My house was built in the 1950s and the city of Albuquerque has never buried these lines. So each time I go outside to take photos, I am constantly trying to find way to avoid the pole and the lines.
But I know that reality is that I can't erase this pole from my life (at least until we move to a different house) just as I can't erase any darkness I have experienced. It's part of me and part of who I am today. I choose to post photos of what I create because that's what inspires me and keeps me going, being creative. My life isn't perfect and there are challenges I choose not to share because I don't see any reason to share them. I work through them and I stay hopeful that my frustrations will turn into something better. And I keep working hard even though I feel like I'm on a very slow road to get my life professionally where I'd like it to be.
I have written and spoken many times about how I have found hope in the sunrises of Albuquerque, how when I'd ben out run-walking my dog Chaco and– despite the darkness I'd endured the day before particularly of then having a spouse who suffered a head injury– it would feel like the sunrise was a clean slate to a new day. Hope. Darkness can't last forever a friend once said. The sun has to come back some time.
Several years ago I was reading my high school journals and was surprised to find how much mental pain I found myself in as a fifteen year old experiencing a stress fracture in my foot that kept me from running much the spring of 1987. I have no recollection of having feelings of wanting to end my life, but there they were written in my hand writing. I don't believe that I would have done anything about the feelings, it was just an escape from the frustration I felt and not understanding that the injury would eventually heal and I'd be able to run again (which I happened by that summer).
It speaks to my life though as I work through challenges and losses. While sometimes it's annoying (well, all the time!) that I continually experience these, I try to learn and grow from them. I ask myself what I can to do to make myself feel better. I can look back on the road behind me and see how far I have come.

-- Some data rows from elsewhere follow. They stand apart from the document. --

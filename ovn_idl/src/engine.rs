//! Mirror engine interface.
//!
//! The engine owns the wire session: it fetches schemas, keeps the mirror
//! current from server notifications, submits transactions and mediates
//! named locks. This crate only configures it and reads/writes through it.

use std::{collections::BTreeMap, sync::Arc, time::Duration};

use async_trait::async_trait;
use uuid::Uuid;

use crate::{
    config::{Endpoint, SslConfig},
    error::IdlResult,
    mirror::Mirror,
    row::Revision,
    schema::{DatabaseSchema, SchemaHelper},
    value::{Atom, Value},
};

/// In-place change to one column of an existing row.
#[derive(Debug, Clone, PartialEq, Eq)]
pub enum Mutation {
    /// Integer columns; a missing value counts as 0.
    Increment(i64),
    MapSet { key: String, value: String },
    /// Removing an absent key is not an error.
    MapDelete { key: String },
    SetAdd(Atom),
    SetRemove(Atom),
}

/// One step of a transaction. Steps are applied in order, all or nothing.
#[derive(Debug, Clone, PartialEq, Eq)]
pub enum Operation {
    Insert {
        table: String,
        uuid: Uuid,
        columns: BTreeMap<String, Value>,
    },
    Update {
        table: String,
        uuid: Uuid,
        columns: BTreeMap<String, Value>,
    },
    Delete {
        table: String,
        uuid: Uuid,
    },
    Mutate {
        table: String,
        uuid: Uuid,
        column: String,
        mutation: Mutation,
    },
    /// Abort the transaction with a revision conflict unless the row still
    /// carries `revision`.
    Verify {
        table: String,
        uuid: Uuid,
        revision: Revision,
    },
}

impl Operation {
    pub fn table(&self) -> &str {
        match self {
            Operation::Insert { table, .. }
            | Operation::Update { table, .. }
            | Operation::Delete { table, .. }
            | Operation::Mutate { table, .. }
            | Operation::Verify { table, .. } => table,
        }
    }

    pub fn uuid(&self) -> Uuid {
        match self {
            Operation::Insert { uuid, .. }
            | Operation::Update { uuid, .. }
            | Operation::Delete { uuid, .. }
            | Operation::Mutate { uuid, .. }
            | Operation::Verify { uuid, .. } => *uuid,
        }
    }
}

/// Session parameters handed to the engine when a connection starts.
#[derive(Debug, Clone, PartialEq)]
pub struct SessionOptions {
    pub timeout: Duration,
    pub probe_interval: Duration,
    pub ssl: Option<SslConfig>,
}

#[async_trait]
pub trait MirrorEngine: Send + Sync + 'static {
    /// Fetch the schema named `schema_name` from `endpoint`.
    ///
    /// Fails with `ConnectionUnavailable` when the server cannot be reached.
    async fn get_schema_helper(
        &self,
        endpoint: &Endpoint,
        schema_name: &str,
    ) -> IdlResult<SchemaHelper>;

    /// Open a session mirroring the tables registered in `helper`.
    async fn start_connection(
        &self,
        endpoint: &Endpoint,
        helper: SchemaHelper,
        options: SessionOptions,
    ) -> IdlResult<Arc<dyn LiveConnection>>;
}

#[async_trait]
pub trait LiveConnection: Send + Sync + 'static {
    /// Registered tables that the server schema confirmed.
    fn schema(&self) -> &DatabaseSchema;

    fn mirror(&self) -> &Mirror;

    fn endpoint(&self) -> &Endpoint;

    /// Submit `ops` atomically. A failed `Verify` yields `RevisionConflict`.
    async fn transact(&self, ops: Vec<Operation>) -> IdlResult<()>;

    /// Ask the server for the named lock. Acquisition is asynchronous;
    /// poll `has_lock`.
    fn set_lock(&self, name: &str);

    fn lock_name(&self) -> Option<String>;

    fn has_lock(&self) -> bool;

    fn is_connected(&self) -> bool;

    /// Close the session and stop notification processing. Returns false if
    /// the background work did not finish within `timeout`. Calling it again
    /// is a no-op returning true.
    async fn stop(&self, timeout: Duration) -> bool;
}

Last week Greg and I went out house stalking– I had found a house online for sale nearby and we drove by after dinner one evening. When Greg realized no one was living there, he pulled into the driveway and we walked around to the back of the house to see how large the backyard was. I was immediately drawn to a view of the city toward the mountain, one they had neglected to include in the online listing.
"Look at that view!" I couldn't stop saying.
Then Greg laughed and said, "Look up. You're never going to escape it."
And right there in the middle of the view was a pole just like the one in my current backyard.
I hadn't seen it because I looked past it, just like I look past the pain and darkness to see the light and the hope.